The San Francisco Chronicle in California. “Apartment vacancy rates have more than doubled since last year in the San Francisco rental market, as many tenants have deserted the market during the coronavirus pandemic. Not only do renters suddenly have more options, but the spike in supply has caused prices to plummet and put them in a rare position of power in the historically competitive market, analysts say.”

“‘For the first time in a long time, they hold some leverage in the market,’ said Rob Warnock, a research associate at listings service Apartment List. ‘With more options to choose from, they can be more selective and they have more opportunities to negotiate their rent payments, knowing landlords have a greater-than-usual number of vacancies to fill.’”

From Socket Site in California. “With the average asking rent for a studio apartment in San Francisco having slipped below $2,000 a month for the first time in nearly a decade earlier this month, the average asking rent for a one-bedroom apartment in the city has since slipped under $2,700 a month for the first time since 2012. As such, the average asking rent for a one-bedroom in San Francisco has dropped nearly 25 percent since the end of February and is down around 27 percent from the local market’s peak in 2015, driven by a sharp increase in vacancy rates (which continue to climb).”

“The weighted average asking rent for an average apartment in the city has slipped under $3,200 a month, is down 23 percent over the past eight months, and is 29 percent below its 2015-era peak, with over 3 times as many apartments currently listed for rent in San Francisco than at the same time last year.”
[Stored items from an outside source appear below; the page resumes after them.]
//! Shell mesh quality metrics.

use std::fmt::Write as _;

use crate::types::Point3;

use super::mesher::{ComponentGroup, WingboxMesh};

/// Quality extrema for one component group.
#[derive(Clone, Copy, Debug)]
pub struct GroupQuality {
    pub group: ComponentGroup,
    pub n_elements: usize,
    /// Smallest corner-quad area in square metres.
    pub min_area: f64,
    /// Largest corner-quad area.
    pub max_area: f64,
    /// Worst edge-length aspect ratio.
    pub max_aspect: f64,
    /// Worst corner angle deviation from 90 degrees.
    pub max_skew_deg: f64,
}

/// Per-group quality report of a wingbox mesh.
///
/// All metrics are taken over the corner quads, so higher-order meshes
/// report the same numbers as their linear counterparts.
#[derive(Clone, Debug)]
pub struct MeshQualityReport {
    pub groups: Vec<GroupQuality>,
}

/// Corner-quad area from the cross product of the diagonals.
fn quad_area(c: &[Point3; 4]) -> f64 {
    let d1 = c[2] - c[0];
    let d2 = c[3] - c[1];
    0.5 * d1.cross(&d2).norm()
}

/// Edge-length aspect ratio of a corner quad.
fn quad_aspect(c: &[Point3; 4]) -> f64 {
    let mut min_edge = f64::INFINITY;
    let mut max_edge = 0.0f64;
    for i in 0..4 {
        let edge = c[i].distance(&c[(i + 1) % 4]);
        min_edge = min_edge.min(edge);
        max_edge = max_edge.max(edge);
    }
    if min_edge > 0.0 {
        max_edge / min_edge
    } else {
        f64::INFINITY
    }
}

/// Worst corner angle deviation from 90 degrees.
fn quad_skew_deg(c: &[Point3; 4]) -> f64 {
    let mut worst = 0.0f64;
    for i in 0..4 {
        let prev = c[(i + 3) % 4] - c[i];
        let next = c[(i + 1) % 4] - c[i];
        let denom = prev.norm() * next.norm();
        if denom == 0.0 {
            return 90.0;
        }
        let cos = (prev.dot(&next) / denom).clamp(-1.0, 1.0);
        let angle = cos.acos().to_degrees();
        worst = worst.max((angle - 90.0).abs());
    }
    worst
}

impl MeshQualityReport {
    /// Compute the report for a mesh.
    pub fn compute(mesh: &WingboxMesh) -> Self {
        let groups = ComponentGroup::all()
            .into_iter()
            .map(|group| {
                let mut quality = GroupQuality {
                    group,
                    n_elements: 0,
                    min_area: f64::INFINITY,
                    max_area: 0.0,
                    max_aspect: 0.0,
                    max_skew_deg: 0.0,
                };
                for (ci, component) in mesh.components.iter().enumerate() {
                    if component.group != group {
                        continue;
                    }
                    for ei in 0..component.elements.len() {
                        let corners = mesh.element_corners(ci, ei);
                        quality.n_elements += 1;
                        let area = quad_area(&corners);
                        quality.min_area = quality.min_area.min(area);
                        quality.max_area = quality.max_area.max(area);
                        quality.max_aspect = quality.max_aspect.max(quad_aspect(&corners));
                        quality.max_skew_deg = quality.max_skew_deg.max(quad_skew_deg(&corners));
                    }
                }
                if quality.n_elements == 0 {
                    quality.min_area = 0.0;
                }
                quality
            })
            .collect();
        Self { groups }
    }

    /// Whether every element is non-degenerate and reasonably shaped.
    pub fn acceptable(&self, max_aspect: f64, max_skew_deg: f64) -> bool {
        self.groups.iter().all(|g| {
            g.n_elements == 0
                || (g.min_area > 0.0 && g.max_aspect <= max_aspect && g.max_skew_deg <= max_skew_deg)
        })
    }

    /// One summary line per group, for progress output.
    pub fn summary(&self) -> String {
        let mut out = String::new();
        for g in &self.groups {
            let _ = writeln!(
                out,
                "  {:>6}: {:>6} elements, area [{:.3e}, {:.3e}] m^2, aspect {:.2}, skew {:.1} deg",
                g.group.label(),
                g.n_elements,
                g.min_area,
                g.max_area,
                g.max_aspect,
                g.max_skew_deg
            );
        }
        out
    }
}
The Washington Post. “The District’s rental market has suffered in recent months, with a recent report from Apartment List, showing median rents are down 10.7 percent in the city since the pandemic started.”

From Blog TO in Canada. “Last month, the average rent for all residential property types in Toronto proper hit $2,150 — an astounding 17.1 per cent drop from Oct. 2019 — according to data from Rentals.ca and Bullpen Research & Consulting’s latest Toronto GTA Rent Report. With Toronto’s huge decrease, it all averaged out to a 13 per cent reduction in rents across the board in the GTA overall, down for the 11th straight month to $2,122. Rents for condo units in particular are plummeting the most significantly in the region, as are prices to actually purchase them, especially small-square-footage ‘micro-condos’ in the downtown core.”

The Vancouver Sun in Canada. “People are leaving the cores of major cities, including Vancouver, and that has led to some rent drops. The average monthly rent in Vancouver in October for a two-bedroom apartment was the highest in Canada at $2,712, but it was an eight per cent drop from a year earlier, the steepest fall in B.C. The report said it’s based on looking at ‘asking rents,’ which can hide even larger drops in rents. ‘When conditions are poor, landlords will often accept rents below their asking rent rate or offer incentives like one or two months of free rent,’ said Paul Danison, content director at Rentals.ca. ‘Vancouver rents are down year-over-year, which suggests a higher vacancy rate.’”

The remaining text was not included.